• **What needs to be done**
Every line containing "reconciler" should be identified and copied from the data below.

BEGIN Data provided

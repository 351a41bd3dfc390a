//! The worker loop and failure handling.
//!
//! Each worker repeatedly takes one key from the queue, reconciles it in a
//! child task and resolves the result against the retry policy. The key is
//! released through an [`crate::workqueue::InFlight`] guard, so it is marked
//! done even if the worker itself is torn down mid-item. A panicking reconcile
//! only fails its child task; the worker sees [`ReconcileError::Panicked`] and
//! carries on.

use std::sync::Arc;

use tracing::{debug, error, trace, warn};

use crate::notify::{ChangeFeed, Request};
use crate::reconcile::{ReconcileError, SyncOutcome};
use crate::recorder::ObjectRef;
use crate::store::QueueStore;
use crate::types::QueueName;
use crate::workqueue::Decision;

use super::quota::QuotaController;

impl<S, F> QuotaController<S, F>
where
    S: QueueStore + 'static,
    F: ChangeFeed + 'static,
{
    pub(super) async fn run_worker(self: Arc<Self>, id: usize) {
        debug!(controller = %self.name, worker = id, "Worker started");
        while self.process_next_work_item().await {}
        debug!(controller = %self.name, worker = id, "Worker stopped");
    }

    /// Handles one queued item. Returns false once the queue is closed.
    pub(crate) async fn process_next_work_item(&self) -> bool {
        let Some((key, request)) = self.queue.get().await else {
            return false;
        };
        let _in_flight = self.queue.in_flight(key.clone());

        let reconciler = Arc::clone(&self.reconciler);
        let task_request = request.clone();
        let result = tokio::spawn(async move { reconciler.sync(&task_request).await })
            .await
            .unwrap_or_else(|e| Err(ReconcileError::from_join(e)));

        self.handle_result(&key, request, result);
        true
    }

    /// Applies the outcome of one reconcile to the queue.
    ///
    /// Success forgets the key's requeue counter. Failures go through the
    /// retry policy: requeue with backoff, drop with a warning event once the
    /// budget is spent, or discard requests that can never succeed.
    pub(crate) fn handle_result(
        &self,
        key: &QueueName,
        request: Request,
        result: Result<SyncOutcome, ReconcileError>,
    ) {
        let err = match result {
            Ok(outcome) => {
                trace!(name = %key, ?outcome, "Reconciled");
                self.queue.forget(key);
                return;
            }
            Err(err) => err,
        };

        let attempt = self.queue.num_requeues(key);
        match self.policy.should_retry(key, attempt, &err) {
            Decision::Requeue => {
                let delay = self.queue.add_rate_limited(key.clone(), request);
                debug!(
                    name = %key,
                    attempt,
                    delay_ms = delay.as_millis() as u64,
                    error = %err,
                    "Reconcile failed, requeuing"
                );
            }
            Decision::Drop => {
                let reason = format!(
                    "{} queue for resource quota {}",
                    request.verb, request.quota.name
                );
                let message = format!("{} failed for {}", reason, err);
                let object = ObjectRef::quota(&request.quota.namespace, &request.quota.name);
                self.recorder.warning(&object, &reason, &message);
                warn!(
                    name = %key,
                    attempts = attempt,
                    error = %err,
                    "Retry budget exhausted, dropping quota from the queue"
                );
                self.queue.forget(key);
            }
            Decision::Discard => {
                error!(name = %key, error = %err, "Discarding request that cannot succeed");
                self.queue.forget(key);
            }
        }
    }
}

//! Controllers and the registry that runs them.
//!
//! A controller owns a change feed, a work queue and a pool of workers. The
//! binary builds a [`ControllerRegistry`] at startup, registers every
//! controller by name, and runs them all until shutdown.
//!
//! # Module Structure
//!
//! - [`quota`]: the quota to queue controller
//! - [`worker`]: the worker loop and failure handling
//! - [`registry`]: named registration and supervised run
//! - [`config`]: environment configuration

use std::sync::Arc;

use async_trait::async_trait;
use serde::Serialize;
use thiserror::Error;
use tokio_util::sync::CancellationToken;

use crate::types::QueueResource;
use crate::workqueue::QueueStats;

pub mod config;
pub mod quota;
pub mod registry;
pub mod worker;


pub use config::{ConfigError, ControllerConfig};
pub use quota::{QUOTA_CONTROLLER_NAME, QuotaController};
pub use registry::ControllerRegistry;

/// Errors that stop a controller.
#[derive(Debug, Error)]
pub enum ControllerError {
    #[error("controller {0} is already registered")]
    DuplicateController(String),

    /// The feed closed before the watch cache reported sync.
    #[error("controller {0}: cache never synced before the change feed closed")]
    CacheSyncFailed(String),

    /// `run` was called on a controller whose feed is already consumed.
    #[error("controller {0} was already started")]
    AlreadyStarted(String),

    #[error("controller task failed: {0}")]
    Join(#[from] tokio::task::JoinError),
}

pub type Result<T> = std::result::Result<T, ControllerError>;

/// Point-in-time view of a controller, served by the HTTP surface.
#[derive(Debug, Clone, Serialize)]
pub struct ControllerStatus {
    pub name: String,

    /// Whether the watch cache has synced and workers are running.
    pub synced: bool,

    pub workers: usize,

    pub queue: QueueStats,

    /// Objects owned by this controller, as currently stored.
    pub objects: Vec<QueueResource>,

    /// Set when the objects could not be listed.
    #[serde(skip_serializing_if = "Option::is_none")]
    pub list_error: Option<String>,
}

/// A named, long-running reconcile loop.
#[async_trait]
pub trait Controller: Send + Sync {
    fn name(&self) -> &str;

    async fn status(&self) -> ControllerStatus;

    /// Runs until `shutdown` is cancelled or the controller fails.
    ///
    /// Can be called once per controller.
    async fn run(self: Arc<Self>, shutdown: CancellationToken) -> Result<()>;
}
//! Side-channel notifications about reconciled objects.
//!
//! When the controller gives up on a quota it tells a human through an
//! [`EventRecorder`] rather than failing the process. The binary records to
//! the log; tests capture events in memory.

use std::fmt;
use std::sync::{Arc, Mutex, PoisonError};

use chrono::{DateTime, Utc};
use serde::Serialize;
use tracing::{info, warn};

/// Component name attached to every recorded event.
pub const COMPONENT: &str = "quota-queue-sync";

/// The object an event is about.
#[derive(Debug, Clone, PartialEq, Eq, Serialize)]
pub struct ObjectRef {
    pub kind: &'static str,
    pub namespace: String,
    pub name: String,
}

impl ObjectRef {
    pub fn quota(namespace: impl Into<String>, name: impl Into<String>) -> Self {
        ObjectRef {
            kind: "ResourceQuota",
            namespace: namespace.into(),
            name: name.into(),
        }
    }
}

impl fmt::Display for ObjectRef {
    fn fmt(&self, f: &mut fmt::Formatter<'_>) -> fmt::Result {
        write!(f, "{}/{}/{}", self.kind, self.namespace, self.name)
    }
}

#[derive(Debug, Clone, Copy, PartialEq, Eq, Serialize)]
pub enum EventType {
    Normal,
    Warning,
}

/// One recorded event.
#[derive(Debug, Clone, PartialEq, Eq, Serialize)]
pub struct RecordedEvent {
    pub object: ObjectRef,
    pub event_type: EventType,
    pub reason: String,
    pub message: String,
    pub component: &'static str,
    pub timestamp: DateTime<Utc>,
}

/// Records events about objects.
pub trait EventRecorder: Send + Sync {
    fn record(&self, object: &ObjectRef, event_type: EventType, reason: &str, message: &str);

    fn warning(&self, object: &ObjectRef, reason: &str, message: &str) {
        self.record(object, EventType::Warning, reason, message);
    }
}

/// Writes events to the log.
#[derive(Debug, Default, Clone, Copy)]
pub struct TracingRecorder;

impl EventRecorder for TracingRecorder {
    fn record(&self, object: &ObjectRef, event_type: EventType, reason: &str, message: &str) {
        match event_type {
            EventType::Normal => info!(object = %object, component = COMPONENT, reason, detail = message, "Event"),
            EventType::Warning => warn!(object = %object, component = COMPONENT, reason, detail = message, "Event"),
        }
    }
}

/// Keeps events in memory.
#[derive(Debug, Default, Clone)]
pub struct MemoryRecorder {
    events: Arc<Mutex<Vec<RecordedEvent>>>,
}

impl MemoryRecorder {
    pub fn new() -> Self {
        Self::default()
    }

    pub fn events(&self) -> Vec<RecordedEvent> {
        self.events
            .lock()
            .unwrap_or_else(PoisonError::into_inner)
            .clone()
    }

    pub fn warnings(&self) -> Vec<RecordedEvent> {
        self.events()
            .into_iter()
            .filter(|e| e.event_type == EventType::Warning)
            .collect()
    }
}

impl EventRecorder for MemoryRecorder {
    fn record(&self, object: &ObjectRef, event_type: EventType, reason: &str, message: &str) {
        self.events
            .lock()
            .unwrap_or_else(PoisonError::into_inner)
            .push(RecordedEvent {
                object: object.clone(),
                event_type,
                reason: reason.to_string(),
                message: message.to_string(),
                component: COMPONENT,
                timestamp: Utc::now(),
            });
    }
}
//! Reconcile requests produced by the event filter.

use std::sync::Arc;

use crate::types::{QueueName, QuotaSnapshot};

use super::events::Verb;

/// A unit of reconcile work.
///
/// Requests are queued under [`Request::key`], the logical queue name. When
/// several notifications for the same name arrive before a worker picks the
/// key up, only the latest request survives.
#[derive(Debug, Clone, PartialEq, Eq)]
pub struct Request {
    pub quota: Arc<QuotaSnapshot>,
    pub verb: Verb,
}

impl Request {
    pub fn new(quota: impl Into<Arc<QuotaSnapshot>>, verb: Verb) -> Self {
        Request {
            quota: quota.into(),
            verb,
        }
    }

    /// The deduplication key for this request.
    pub fn key(&self) -> QueueName {
        self.quota.queue_name()
    }
}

END Data provided

• **Exercise answer**
        let reconciler = Arc::clone(&self.reconciler);
        let result = tokio::spawn(async move { reconciler.sync(&task_request).await })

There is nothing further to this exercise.